Pixar is an amazing company that does a great job with its movies time and again, but this one is a total miss. This one is entirely unsatisfying. It’s boring, indifferent, and just out of place. And that’s too bad given the amazing potential the backstory suggested.



PikeBishop said...

Andrew: For an interesting "what if" on dinosaur alternate history, check out Robert Silverberg's "Our Lady of the Sauropods," a 1980 short story written before Jurassic Park, but very well could have influenced Crighton. It is available in this rather good collection. Enjoy.

ScottDS said...

A girl I went to high school with posted on Facebook that she felt this was a little too intense for her little ones.

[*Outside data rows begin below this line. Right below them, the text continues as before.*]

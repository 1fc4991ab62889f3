//! Token-bounded history buffer with optional half-split summarization

use std::sync::Arc;

use async_trait::async_trait;
use parking_lot::RwLock;

use memoir_core::{
    ChatMessage, CharTokenCounter, Memory, Result, Summarizer, TokenCounter,
};

use crate::config::MemoryConfig;

/// Appends a new summary segment, blank-line separated from what is already
/// accumulated.
pub(crate) fn append_summary(standing: &mut String, segment: &str) {
    if standing.is_empty() {
        standing.push_str(segment);
    } else {
        standing.push_str("\n\n");
        standing.push_str(segment);
    }
}

struct Buffer {
    messages: Vec<ChatMessage>,
    token_counts: Vec<usize>,
    total_tokens: usize,
    summary: String,
}

impl Buffer {
    fn new() -> Self {
        Self {
            messages: Vec::new(),
            token_counts: Vec::new(),
            total_tokens: 0,
            summary: String::new(),
        }
    }

    /// Evicts the `count` oldest messages and their tallies.
    fn evict_front(&mut self, count: usize) {
        let count = count.min(self.messages.len());
        let removed: usize = self.token_counts.drain(..count).sum();
        self.total_tokens -= removed;
        self.messages.drain(..count);
    }
}

/// In-memory conversation buffer enforcing a message-count ceiling and a
/// token-cost ceiling. `messages` and `token_counts` stay index-aligned;
/// `total_tokens` is always their sum.
///
/// With a summarizer configured, growing past `summarize_after` collapses the
/// older half of the buffer into the standing summary. The summarizer runs
/// without the buffer lock held, so concurrent readers never wait on it.
#[derive(Clone)]
pub struct TokenBoundedMemory {
    inner: Arc<RwLock<Buffer>>,
    config: MemoryConfig,
    counter: Arc<dyn TokenCounter>,
    summarizer: Option<Arc<dyn Summarizer>>,
}

impl TokenBoundedMemory {
    pub fn new(config: MemoryConfig) -> Self {
        Self {
            inner: Arc::new(RwLock::new(Buffer::new())),
            config,
            counter: Arc::new(CharTokenCounter),
            summarizer: None,
        }
    }

    pub fn with_token_counter(mut self, counter: Arc<dyn TokenCounter>) -> Self {
        self.counter = counter;
        self
    }

    pub fn with_summarizer(mut self, summarizer: Arc<dyn Summarizer>) -> Self {
        self.summarizer = Some(summarizer);
        self
    }

    pub fn config(&self) -> &MemoryConfig {
        &self.config
    }

    /// The standing summary of everything evicted by summarization so far.
    pub fn summary(&self) -> String {
        self.inner.read().summary.clone()
    }

    /// Decides under the lock whether a summarization pass is due, and if so
    /// captures the older half to hand to the summarizer.
    fn summarization_batch(
        &self,
        buffer: &Buffer,
    ) -> Option<(Arc<dyn Summarizer>, usize, Vec<ChatMessage>)> {
        let summarizer = self.summarizer.as_ref()?;
        if self.config.summarize_after == 0 {
            return None;
        }
        let len = buffer.messages.len();
        // The half guard keeps a freshly summarized buffer from immediately
        // re-triggering.
        if len <= self.config.summarize_after || len <= self.config.summarize_after / 2 {
            return None;
        }
        let split = len / 2;
        Some((
            Arc::clone(summarizer),
            split,
            buffer.messages[..split].to_vec(),
        ))
    }

    fn trim_to_limits(&self, buffer: &mut Buffer) {
        // Count ceiling first, then token ceiling. The order is part of the
        // contract.
        if self.config.max_messages > 0 && buffer.messages.len() > self.config.max_messages {
            let excess = buffer.messages.len() - self.config.max_messages;
            buffer.evict_front(excess);
        }

        while self.config.max_tokens > 0
            && buffer.total_tokens > self.config.max_tokens
            && !buffer.messages.is_empty()
        {
            buffer.evict_front(1);
        }
    }
}

#[async_trait]
impl Memory for TokenBoundedMemory {
    async fn add(&self, message: ChatMessage) -> Result<()> {
        let pending = {
            let mut buffer = self.inner.write();
            let tokens = self.counter.count(&message.content);
            buffer.messages.push(message);
            buffer.token_counts.push(tokens);
            buffer.total_tokens += tokens;
            self.summarization_batch(&buffer)
        };

        if let Some((summarizer, split, batch)) = pending {
            match summarizer.summarize(&batch).await {
                Ok(segment) => {
                    let mut buffer = self.inner.write();
                    // The lock was released during the call. Concurrent adds
                    // only append at the back, so evicting the captured front
                    // half is still correct; a concurrent clear leaves the
                    // buffer shorter and we skip.
                    if buffer.messages.len() >= split {
                        append_summary(&mut buffer.summary, &segment);
                        buffer.evict_front(split);
                    }
                }
                Err(err) => {
                    tracing::warn!(error = %err, "summarization failed; trimming without summary");
                }
            }
        }

        let mut buffer = self.inner.write();
        self.trim_to_limits(&mut buffer);
        Ok(())
    }

    async fn get_messages(&self, max_tokens: usize) -> Result<Vec<ChatMessage>> {
        let buffer = self.inner.read();
        let max_tokens = if max_tokens == 0 {
            self.config.max_tokens
        } else {
            max_tokens
        };

        let mut used = 0;
        let mut result = Vec::new();

        if !buffer.summary.is_empty() {
            let summary_tokens = self.counter.count(&buffer.summary);
            if summary_tokens < max_tokens {
                result.push(ChatMessage::system(format!(
                    "[Previous conversation summary]\n{}",
                    buffer.summary
                )));
                used += summary_tokens;
            }
        }

        // Greedy recency-first packing: walk backward, stop at the first
        // message that would blow the budget.
        let mut tail = Vec::new();
        for i in (0..buffer.messages.len()).rev() {
            let tokens = buffer.token_counts[i];
            if used + tokens > max_tokens {
                break;
            }
            tail.push(buffer.messages[i].clone());
            used += tokens;
        }
        tail.reverse();
        result.extend(tail);

        Ok(result)
    }

    async fn get_relevant(&self, _query: &str, _top_k: usize) -> Result<Vec<ChatMessage>> {
        // No retrieval support here; recency is all we have.
        self.get_messages(self.config.max_tokens).await
    }

    async fn clear(&self) -> Result<()> {
        let mut buffer = self.inner.write();
        buffer.messages.clear();
        buffer.token_counts.clear();
        buffer.total_tokens = 0;
        buffer.summary.clear();
        Ok(())
    }

    fn count(&self) -> usize {
        self.inner.read().messages.len()
    }

    fn token_count(&self) -> usize {
        self.inner.read().total_tokens
    }
}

No one's winning streak lasts forever. Then again, the Cars movies aren't exactly considered classics, either.

Koshcat said...

Thank you for saving me from another dude, although I have to say that the previews seemed dumb as well.

Raising chickens? So birds are thought to derive from dinosaurs so is this a creepy form of cannibalism?

AndrewPrice said...

You're welcome, Koshcat. I thought the original trailer was great. But every trailer after that turned me off right away. The film then turned me off completely. I can't recommend this one at all.

Yeah, they raise these chicken-like things. But I don't know why since they are supposedly herbivores. Again, the film never understands its own universe.

AndrewPrice said...

Scott, They've had some not so great films, and I would rank this as a serious failure. There really wasn't anything to like about this film.

And yes, I think this film is too dark for kids who might like the main character.

AndrewPrice said...

Thanks PikeBishop. I would also suggest Dinotopia. Again, there is much potential with the idea, but this film didn't even try to achieve any of it. It might as well have dropped the trailer entirely and just gone with "What if a family of dinosaurs owned a farm?"